*** Opening EXTRACTED ENTRIES ***
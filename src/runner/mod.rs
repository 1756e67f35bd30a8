//! Autotester orchestration
//!
//! Discovers leaf test directories, pairs their files, and runs the
//! autotester once per pair, strictly one invocation at a time. Each
//! invocation writes `<dir>/<prefix><query stem>.xml`, or
//! `<dir>/<prefix><query file name>.xml` when another query in the same
//! directory already claimed that stem.

mod executable;
mod layout;

pub use executable::Executable;
pub use layout::{has_subdirectory, leaf_directories};

use std::collections::HashMap;
use std::fs;
use std::io;
use std::path::{Path, PathBuf};
use std::process::ExitStatus;
use thiserror::Error;
use tracing::{debug, info, warn};

use crate::config::HarnessConfig;
use crate::pairing::{self, PairingRules, TestPair};

/// Errors that abort a run
#[derive(Debug, Error)]
pub enum RunnerError {
    #[error("'{path}' is not a valid autotester executable: {reason}")]
    InvalidExecutable { path: PathBuf, reason: String },

    #[error("'{path}' has subdirectories, but fixtures must sit {depth} level(s) below their root")]
    NestedFixture { path: PathBuf, depth: usize },

    #[error("I/O error at {path}: {source}")]
    Io {
        path: PathBuf,
        #[source]
        source: io::Error,
    },

    #[error("directory walk failed: {0}")]
    Walk(#[from] walkdir::Error),
}

/// One completed autotester invocation.
#[derive(Debug)]
pub struct Invocation {
    pub pair: TestPair,
    /// Where the report was expected to be written.
    pub report: PathBuf,
    /// `None` when the process could not be started.
    pub status: Option<ExitStatus>,
}

impl Invocation {
    pub fn succeeded(&self) -> bool {
        self.status.map(|s| s.success()).unwrap_or(false)
    }
}

/// Runs every fixture under a set of roots.
#[derive(Debug)]
pub struct Runner {
    executable: Executable,
    rules: PairingRules,
    fixture_depth: usize,
    report_prefix: String,
}

impl Runner {
    pub fn new(executable: Executable, config: &HarnessConfig) -> Self {
        Self {
            executable,
            rules: config.pairing.clone(),
            fixture_depth: config.layout.fixture_depth,
            report_prefix: config.output.report_prefix.clone(),
        }
    }

    /// Report path for a query file: its stem, prefixed, as XML, beside the query.
    pub fn report_path(&self, query: &Path) -> PathBuf {
        let stem = query
            .file_stem()
            .map(|s| s.to_string_lossy().into_owned())
            .unwrap_or_default();
        self.prefixed(query, &stem)
    }

    /// Report path built from the whole query file name, used when the stem is taken.
    fn full_name_report_path(&self, query: &Path) -> PathBuf {
        self.prefixed(query, &file_name(query))
    }

    fn prefixed(&self, query: &Path, base: &str) -> PathBuf {
        let name = format!("{}{}.xml", self.report_prefix, base);
        match query.parent() {
            Some(dir) => dir.join(name),
            None => PathBuf::from(name),
        }
    }

    /// Pick a report path no earlier query in the directory has claimed.
    fn assign_report(
        &self,
        query: &Path,
        assigned: &HashMap<PathBuf, PathBuf>,
    ) -> Option<PathBuf> {
        let primary = self.report_path(query);
        let owner = match assigned.get(&primary) {
            None => return Some(primary),
            Some(owner) => owner,
        };

        let fallback = self.full_name_report_path(query);
        if assigned.contains_key(&fallback) {
            warn!(
                "'{}' and '{}' both map to report '{}', skipping '{}'",
                owner.display(),
                query.display(),
                primary.display(),
                file_name(query)
            );
            return None;
        }
        warn!(
            "'{}' and '{}' both map to report '{}', writing '{}' instead",
            owner.display(),
            query.display(),
            primary.display(),
            fallback.display()
        );
        Some(fallback)
    }

    /// Run all fixtures. Layout errors surface before anything is executed.
    pub fn run(&self, roots: &[PathBuf]) -> Result<Vec<Invocation>, RunnerError> {
        let leaves = leaf_directories(roots, self.fixture_depth)?;

        let mut invocations = Vec::new();
        for dir in &leaves {
            invocations.extend(self.run_directory(dir));
        }
        Ok(invocations)
    }

    /// Run one leaf directory. An unreadable directory is skipped.
    fn run_directory(&self, dir: &Path) -> Vec<Invocation> {
        let resolution = match pairing::resolve(dir, &self.rules) {
            Ok(resolution) => resolution,
            Err(e) => {
                warn!(error = %e, "could not read test set '{}', skipping", dir.display());
                return Vec::new();
            }
        };
        if !resolution.is_test_directory() {
            return Vec::new();
        }

        info!("test set {}:", dir.display());
        let mut assigned = HashMap::new();
        let mut invocations = Vec::new();
        for pair in resolution.pairs {
            let Some(report) = self.assign_report(&pair.query, &assigned) else {
                continue;
            };
            assigned.insert(report.clone(), pair.query.clone());
            invocations.push(self.execute(pair, report));
        }
        invocations
    }

    fn execute(&self, pair: TestPair, report: PathBuf) -> Invocation {
        // A report left over from an earlier run must not stand in for this one.
        match fs::remove_file(&report) {
            Ok(()) => debug!("removed stale report '{}'", report.display()),
            Err(e) if e.kind() == io::ErrorKind::NotFound => {}
            Err(e) => warn!(error = %e, "could not remove stale report '{}'", report.display()),
        }

        info!(
            "    running '{} - {}'",
            file_name(&pair.query),
            file_name(&pair.source)
        );

        let status = match self.executable.invoke(&pair, &report) {
            Ok(status) => {
                if !status.success() {
                    warn!(
                        query = %pair.query.display(),
                        %status,
                        "autotester exited unsuccessfully"
                    );
                }
                Some(status)
            }
            Err(e) => {
                warn!(
                    query = %pair.query.display(),
                    error = %e,
                    "failed to launch autotester"
                );
                None
            }
        };

        Invocation {
            pair,
            report,
            status,
        }
    }
}

fn file_name(path: &Path) -> String {
    path.file_name()
        .map(|n| n.to_string_lossy().into_owned())
        .unwrap_or_else(|| path.display().to_string())
}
*** Closing EXTRACTED ENTRIES ***
Each line above that contains the word "leaves" should be returned.

        let leaves = leaf_directories(roots, self.fixture_depth)?;
        for dir in &leaves {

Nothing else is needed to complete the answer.